## [To do]
Lines in the data below that contain the word "field" are to be copied.

(Dataset entries)

------------------------

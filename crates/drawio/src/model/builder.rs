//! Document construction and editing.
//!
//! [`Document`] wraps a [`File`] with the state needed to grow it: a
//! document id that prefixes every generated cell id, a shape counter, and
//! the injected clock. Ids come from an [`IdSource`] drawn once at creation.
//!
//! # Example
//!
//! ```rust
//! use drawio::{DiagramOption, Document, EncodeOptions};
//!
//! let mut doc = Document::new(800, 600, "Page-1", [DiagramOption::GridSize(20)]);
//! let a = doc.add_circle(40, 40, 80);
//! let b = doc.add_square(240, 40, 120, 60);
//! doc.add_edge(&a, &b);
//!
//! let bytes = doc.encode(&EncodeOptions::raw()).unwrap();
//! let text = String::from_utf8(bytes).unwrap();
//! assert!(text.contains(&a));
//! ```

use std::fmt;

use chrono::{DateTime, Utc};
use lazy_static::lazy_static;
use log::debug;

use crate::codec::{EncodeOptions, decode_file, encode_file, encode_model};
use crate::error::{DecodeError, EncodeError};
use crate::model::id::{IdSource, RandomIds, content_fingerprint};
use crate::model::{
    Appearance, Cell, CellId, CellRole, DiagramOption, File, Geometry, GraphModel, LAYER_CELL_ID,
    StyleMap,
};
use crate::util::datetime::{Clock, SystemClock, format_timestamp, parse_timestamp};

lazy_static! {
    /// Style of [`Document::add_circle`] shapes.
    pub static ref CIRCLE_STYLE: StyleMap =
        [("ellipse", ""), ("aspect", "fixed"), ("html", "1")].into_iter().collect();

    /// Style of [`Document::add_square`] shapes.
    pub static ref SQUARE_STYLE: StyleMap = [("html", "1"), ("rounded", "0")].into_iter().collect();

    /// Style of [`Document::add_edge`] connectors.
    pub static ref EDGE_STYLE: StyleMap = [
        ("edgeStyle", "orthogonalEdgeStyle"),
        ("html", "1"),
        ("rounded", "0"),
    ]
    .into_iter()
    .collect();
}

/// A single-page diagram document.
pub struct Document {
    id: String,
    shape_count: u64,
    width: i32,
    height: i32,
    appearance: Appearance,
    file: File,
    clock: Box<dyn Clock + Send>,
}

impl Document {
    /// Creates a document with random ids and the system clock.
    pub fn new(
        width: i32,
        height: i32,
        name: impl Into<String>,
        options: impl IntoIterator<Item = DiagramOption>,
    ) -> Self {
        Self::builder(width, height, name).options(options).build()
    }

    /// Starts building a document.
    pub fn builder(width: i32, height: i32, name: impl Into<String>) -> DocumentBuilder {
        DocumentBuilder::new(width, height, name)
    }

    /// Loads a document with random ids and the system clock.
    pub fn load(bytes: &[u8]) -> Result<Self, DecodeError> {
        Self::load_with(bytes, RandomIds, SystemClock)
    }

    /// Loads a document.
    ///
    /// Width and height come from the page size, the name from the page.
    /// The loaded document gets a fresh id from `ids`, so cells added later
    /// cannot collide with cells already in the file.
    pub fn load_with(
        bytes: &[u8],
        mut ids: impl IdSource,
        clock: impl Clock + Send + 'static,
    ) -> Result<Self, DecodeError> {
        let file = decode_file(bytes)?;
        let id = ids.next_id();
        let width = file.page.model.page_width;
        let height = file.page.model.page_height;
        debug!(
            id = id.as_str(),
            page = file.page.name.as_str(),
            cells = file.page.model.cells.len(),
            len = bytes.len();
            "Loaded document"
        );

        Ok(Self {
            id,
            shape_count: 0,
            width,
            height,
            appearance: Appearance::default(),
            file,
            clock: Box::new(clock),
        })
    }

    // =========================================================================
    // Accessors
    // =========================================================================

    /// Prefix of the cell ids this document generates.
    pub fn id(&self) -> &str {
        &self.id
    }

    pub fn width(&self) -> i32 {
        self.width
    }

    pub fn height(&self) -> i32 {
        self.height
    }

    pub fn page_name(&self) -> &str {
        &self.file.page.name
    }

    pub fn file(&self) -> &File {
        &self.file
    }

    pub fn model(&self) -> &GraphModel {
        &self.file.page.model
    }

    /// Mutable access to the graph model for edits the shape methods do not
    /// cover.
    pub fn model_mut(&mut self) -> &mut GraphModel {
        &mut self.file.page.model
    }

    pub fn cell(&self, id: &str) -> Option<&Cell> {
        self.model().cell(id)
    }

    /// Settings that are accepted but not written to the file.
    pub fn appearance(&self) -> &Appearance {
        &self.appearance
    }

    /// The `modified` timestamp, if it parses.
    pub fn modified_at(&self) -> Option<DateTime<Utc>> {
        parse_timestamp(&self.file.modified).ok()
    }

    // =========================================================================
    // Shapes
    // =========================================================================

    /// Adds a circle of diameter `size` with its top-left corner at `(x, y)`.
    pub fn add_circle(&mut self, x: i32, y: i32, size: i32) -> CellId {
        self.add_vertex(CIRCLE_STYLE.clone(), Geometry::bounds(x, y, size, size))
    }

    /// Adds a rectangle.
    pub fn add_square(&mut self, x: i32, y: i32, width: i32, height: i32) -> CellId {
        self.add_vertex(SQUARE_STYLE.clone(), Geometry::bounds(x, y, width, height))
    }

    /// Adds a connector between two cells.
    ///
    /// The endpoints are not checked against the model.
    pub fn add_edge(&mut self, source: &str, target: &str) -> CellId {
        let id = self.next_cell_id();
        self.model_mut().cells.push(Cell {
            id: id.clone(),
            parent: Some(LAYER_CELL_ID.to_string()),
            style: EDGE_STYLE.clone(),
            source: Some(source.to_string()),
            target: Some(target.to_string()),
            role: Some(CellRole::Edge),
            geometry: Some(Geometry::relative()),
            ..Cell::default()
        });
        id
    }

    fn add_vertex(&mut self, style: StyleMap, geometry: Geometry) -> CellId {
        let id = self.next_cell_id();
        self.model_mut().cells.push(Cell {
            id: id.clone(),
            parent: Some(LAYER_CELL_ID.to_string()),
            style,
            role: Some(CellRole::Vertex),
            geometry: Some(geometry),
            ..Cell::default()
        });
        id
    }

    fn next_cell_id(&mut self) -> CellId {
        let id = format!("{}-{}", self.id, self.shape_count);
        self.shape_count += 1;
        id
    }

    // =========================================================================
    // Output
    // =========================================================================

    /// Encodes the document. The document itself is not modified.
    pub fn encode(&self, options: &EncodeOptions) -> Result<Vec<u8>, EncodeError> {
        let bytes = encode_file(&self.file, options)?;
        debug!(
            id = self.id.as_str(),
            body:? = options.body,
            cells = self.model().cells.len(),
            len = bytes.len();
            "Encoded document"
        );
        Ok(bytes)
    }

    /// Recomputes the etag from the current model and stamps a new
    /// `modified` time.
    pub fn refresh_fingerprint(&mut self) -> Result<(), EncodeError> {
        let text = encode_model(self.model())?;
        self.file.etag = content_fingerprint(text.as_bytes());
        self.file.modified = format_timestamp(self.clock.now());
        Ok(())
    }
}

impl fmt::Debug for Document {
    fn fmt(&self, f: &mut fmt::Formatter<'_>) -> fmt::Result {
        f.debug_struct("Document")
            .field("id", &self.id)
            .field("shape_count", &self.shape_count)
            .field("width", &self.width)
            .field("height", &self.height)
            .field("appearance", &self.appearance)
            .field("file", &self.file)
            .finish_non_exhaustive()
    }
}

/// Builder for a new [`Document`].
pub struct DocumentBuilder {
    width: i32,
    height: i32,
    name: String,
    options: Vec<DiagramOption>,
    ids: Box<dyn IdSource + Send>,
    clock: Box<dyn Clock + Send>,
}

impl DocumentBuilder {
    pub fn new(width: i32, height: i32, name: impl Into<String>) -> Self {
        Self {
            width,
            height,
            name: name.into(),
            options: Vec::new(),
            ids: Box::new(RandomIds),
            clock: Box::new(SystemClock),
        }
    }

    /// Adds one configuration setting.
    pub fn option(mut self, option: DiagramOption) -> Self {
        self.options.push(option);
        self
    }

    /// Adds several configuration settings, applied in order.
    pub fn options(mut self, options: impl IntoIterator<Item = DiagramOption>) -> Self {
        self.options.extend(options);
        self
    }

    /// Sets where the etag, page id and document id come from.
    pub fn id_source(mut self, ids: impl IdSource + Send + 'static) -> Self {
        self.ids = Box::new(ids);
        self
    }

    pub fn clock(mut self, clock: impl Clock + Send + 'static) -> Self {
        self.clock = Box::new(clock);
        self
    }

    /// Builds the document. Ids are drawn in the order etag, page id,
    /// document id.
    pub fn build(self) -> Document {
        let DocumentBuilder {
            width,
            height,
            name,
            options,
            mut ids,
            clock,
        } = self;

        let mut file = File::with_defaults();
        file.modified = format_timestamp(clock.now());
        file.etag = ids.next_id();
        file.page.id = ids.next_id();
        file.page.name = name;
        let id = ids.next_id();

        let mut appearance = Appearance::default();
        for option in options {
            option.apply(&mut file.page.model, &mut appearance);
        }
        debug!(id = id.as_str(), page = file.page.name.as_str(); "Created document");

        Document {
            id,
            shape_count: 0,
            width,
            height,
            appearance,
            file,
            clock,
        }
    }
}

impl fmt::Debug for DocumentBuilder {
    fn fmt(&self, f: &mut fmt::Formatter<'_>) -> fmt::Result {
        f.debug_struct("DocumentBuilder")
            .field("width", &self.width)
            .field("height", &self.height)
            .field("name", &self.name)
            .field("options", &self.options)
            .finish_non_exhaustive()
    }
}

------------------------

## [Solved problem]
            .field("id", &self.id)
            .field("shape_count", &self.shape_count)
            .field("width", &self.width)
            .field("height", &self.height)
            .field("appearance", &self.appearance)
            .field("file", &self.file)
            .field("width", &self.width)
            .field("height", &self.height)
            .field("name", &self.name)
            .field("options", &self.options)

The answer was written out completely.